Another phenotype became apparent during the course of characterizing the mutant. The viability of the mutant in 0.05 M phosphate buffer (pH 7.2) containing 0.85% NaCl was significantly lower than that of the parental strain. Addition to the phosphate-saline buffer of 0.1% d-glucose reversed the inhibition. Thus, the ypfP::cat mutant differs from the parental strain in (i) its sensitivity to glycine, d-serine, and d-cycloserine, (ii) its viability in phosphate saline, (iii) its autolysis rate, and (iv) the presence of pleomorphic forms. Each of these phenotypes may be the result of one or both (i) deficiency in the free membrane glycolipid and (ii) deficiency in the glycolipid anchor for usual LTA formation.

The efficient expression of recombinant YpfP in E. coli provided enzyme for testing the effect of a number of potential inhibitors. Since Boaretti et al. (6) reported that LTA assembly is a target for daptomycin, this antibiotic was tested as an inhibitor of the reaction catalyzed by DGlcDAG synthase (K_i = 100 μM). Tunicamycin (K_i = 200 μM) and dl-threo-1- phenyl-2-hexadecanoylamino-3-pyrrolidino-1-propanol (K_i = 300 μM) were also tested as inhibitors of this synthase. All other potential inhibitors tested had K_is of 0.5 mM or higher. None of the inhibitors were sufficiently effective to provide a tool for studying the in vivo inhibition of the DGlcDAG synthase.

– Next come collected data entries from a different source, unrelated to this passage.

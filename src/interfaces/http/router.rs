//! API router with Swagger UI

use std::sync::Arc;
use std::time::Instant;

use axum::{
    extract::FromRef,
    middleware,
    routing::{get, patch, post},
    Router,
};
use metrics_exporter_prometheus::PrometheusHandle;
use sea_orm::DatabaseConnection;
use tower_http::cors::{Any, CorsLayer};
use tower_http::trace::TraceLayer;
use utoipa::OpenApi;
use utoipa_swagger_ui::SwaggerUi;

use crate::application::{
    BookingService, PackAssignmentService, PackCatalogService, PaymentLedgerService,
};
use crate::interfaces::http::common::{ApiResponse, ConflictDto, ConflictReport};

use super::modules::metrics::{http_metrics_middleware, prometheus_metrics, MetricsState};
use super::modules::request_id::request_id_middleware;
use super::modules::{assignments, health, packs, payments, reservations, rooms};

/// Everything the handlers need; each module extracts its own slice via `FromRef`.
#[derive(Clone)]
pub struct AppState {
    pub catalog: Arc<PackCatalogService>,
    pub assignments: Arc<PackAssignmentService>,
    pub booking: Arc<BookingService>,
    pub ledger: Arc<PaymentLedgerService>,
    pub db: DatabaseConnection,
    pub started_at: Arc<Instant>,
}

impl FromRef<AppState> for packs::PackState {
    fn from_ref(s: &AppState) -> Self {
        Self {
            catalog: Arc::clone(&s.catalog),
            assignments: Arc::clone(&s.assignments),
        }
    }
}

impl FromRef<AppState> for assignments::AssignmentState {
    fn from_ref(s: &AppState) -> Self {
        Self {
            assignments: Arc::clone(&s.assignments),
        }
    }
}

impl FromRef<AppState> for reservations::ReservationState {
    fn from_ref(s: &AppState) -> Self {
        Self {
            booking: Arc::clone(&s.booking),
        }
    }
}

impl FromRef<AppState> for rooms::RoomState {
    fn from_ref(s: &AppState) -> Self {
        Self {
            booking: Arc::clone(&s.booking),
        }
    }
}

impl FromRef<AppState> for payments::PaymentState {
    fn from_ref(s: &AppState) -> Self {
        Self {
            ledger: Arc::clone(&s.ledger),
        }
    }
}

impl FromRef<AppState> for health::HealthState {
    fn from_ref(s: &AppState) -> Self {
        Self {
            db: s.db.clone(),
            started_at: Arc::clone(&s.started_at),
        }
    }
}

#[derive(OpenApi)]
#[openapi(
    paths(
        health::health_check,
        // Packs
        packs::list_packs,
        packs::get_pack,
        packs::create_pack,
        packs::update_pack,
        packs::deactivate_pack,
        packs::assign_pack,
        packs::check_assignment,
        // Assignments
        assignments::list_assignments,
        assignments::get_assignment,
        assignments::cancel_assignment,
        assignments::assignment_reservations,
        assignments::assignment_payments,
        // Reservations
        reservations::create_reservation,
        reservations::list_reservations,
        reservations::get_reservation,
        reservations::update_reservation_status,
        // Payments
        payments::list_payments,
        payments::get_payment,
        payments::mark_paid,
        payments::refund_payment,
        payments::cancel_payment,
        // Rooms
        rooms::list_rooms,
        rooms::room_availability,
    ),
    components(
        schemas(
            ApiResponse<String>,
            ConflictReport,
            ConflictDto,
            health::HealthResponse,
            packs::PackDto,
            packs::CreatePackRequest,
            packs::UpdatePackRequest,
            packs::WeeklySlotRequest,
            packs::AssignPackRequest,
            packs::AssignPackResponse,
            packs::ConflictCheckResponse,
            assignments::AssignmentDto,
            assignments::WeeklySlotDto,
            assignments::CancelAssignmentResponse,
            reservations::ReservationDto,
            reservations::CreateReservationRequest,
            reservations::UpdateReservationStatusRequest,
            payments::PaymentDto,
            payments::MarkPaidResponse,
            payments::RefundRequest,
            rooms::RoomDto,
            rooms::BusySlotDto,
            rooms::AvailabilityResponse,
        )
    ),
    tags(
        (name = "Health", description = "Service health"),
        (name = "Packs", description = "Pack catalog and recurring pack assignment"),
        (name = "Assignments", description = "Pack assignments, their reservations and dues"),
        (name = "Reservations", description = "Room bookings and their lifecycle"),
        (name = "Payments", description = "Monthly payment ledger"),
        (name = "Rooms", description = "Rooms (boxes) and daily availability"),
    ),
    info(
        title = "PsicoEspacios Scheduling API",
        version = "1.0.0",
        description = "Recurring room packs, conflict detection and monthly billing for psychology clinics"
    )
)]
pub struct ApiDoc;

/// Build the full HTTP surface.
///
/// `/metrics` is mounted only when a Prometheus handle is given.
pub fn create_api_router(state: AppState, prometheus: Option<PrometheusHandle>) -> Router {
    let pack_routes = Router::new()
        .route("/", get(packs::list_packs).post(packs::create_pack))
        .route("/assign", post(packs::assign_pack))
        .route("/assign/check", post(packs::check_assignment))
        .route(
            "/{id}",
            get(packs::get_pack)
                .put(packs::update_pack)
                .delete(packs::deactivate_pack),
        );

    let assignment_routes = Router::new()
        .route("/", get(assignments::list_assignments))
        .route("/{id}", get(assignments::get_assignment))
        .route("/{id}/cancel", post(assignments::cancel_assignment))
        .route(
            "/{id}/reservations",
            get(assignments::assignment_reservations),
        )
        .route("/{id}/payments", get(assignments::assignment_payments));

    let reservation_routes = Router::new()
        .route(
            "/",
            get(reservations::list_reservations).post(reservations::create_reservation),
        )
        .route("/{id}", get(reservations::get_reservation))
        .route(
            "/{id}/status",
            patch(reservations::update_reservation_status),
        );

    let payment_routes = Router::new()
        .route("/", get(payments::list_payments))
        .route("/{id}", get(payments::get_payment))
        .route("/{id}/mark-paid", post(payments::mark_paid))
        .route("/{id}/refund", post(payments::refund_payment))
        .route("/{id}/cancel", post(payments::cancel_payment));

    let room_routes = Router::new()
        .route("/", get(rooms::list_rooms))
        .route("/{id}/availability", get(rooms::room_availability));

    let cors = CorsLayer::new()
        .allow_origin(Any)
        .allow_methods(Any)
        .allow_headers(Any);

    let mut router = Router::new()
        .route("/health", get(health::health_check))
        .nest("/api/v1/packs", pack_routes)
        .nest("/api/v1/assignments", assignment_routes)
        .nest("/api/v1/reservations", reservation_routes)
        .nest("/api/v1/payments", payment_routes)
        .nest("/api/v1/rooms", room_routes)
        .with_state(state)
        .merge(SwaggerUi::new("/docs").url("/api-doc/openapi.json", ApiDoc::openapi()));

    if let Some(handle) = prometheus {
        router = router.merge(
            Router::new()
                .route("/metrics", get(prometheus_metrics))
                .with_state(MetricsState { handle }),
        );
    }

    router
        .layer(middleware::from_fn(http_metrics_middleware))
        .layer(cors)
        .layer(TraceLayer::new_for_http())
        .layer(middleware::from_fn(request_id_middleware))
}
//! Scheduling primitives
//!
//! Pure building blocks shared by pack assignments and single bookings:
//! the overlap test, weekly pattern expansion and conflict detection.

pub mod conflict;
pub mod time_range;
pub mod weekly_pattern;

pub use conflict::{find_conflicts, Occupancy, ScheduleConflict, SlotClash};
pub use time_range::{parse_time, TimeRange};
pub use weekly_pattern::{
    ensure_patterns_disjoint, expand, weekday_from_index, weekday_index, DateRange, ExpandedSlot,
    SchedulingWindow, SlotPattern,
};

S. aureus RN4220 produces an exoprotein that is thought to have an etiologic role in toxic shock syndrome (31). Our results suggest that the deficiency of either free membrane glycolipid or the glycolipid anchor of LTA does not greatly affect the action of this exoprotein in producing the toxic shock response. In addition, one of our goals was to establish whether the synthesis of DGlcDAG would represent a potential target for the rational design of antimicrobial agents against gram-positive bacteria. While a variety of phenotypes are characteristic of this mutant, the glycolipid deficiency did not result in growth inhibition of the mutant in at least two laboratory growth media. However, two of the phenotypes, (i) sensitivity to glycine, d-serine, and d-cycloserine and (ii) and decrease in viability in phosphate-saline, argue for additional studies of this potential target, DGlcDAG synthase.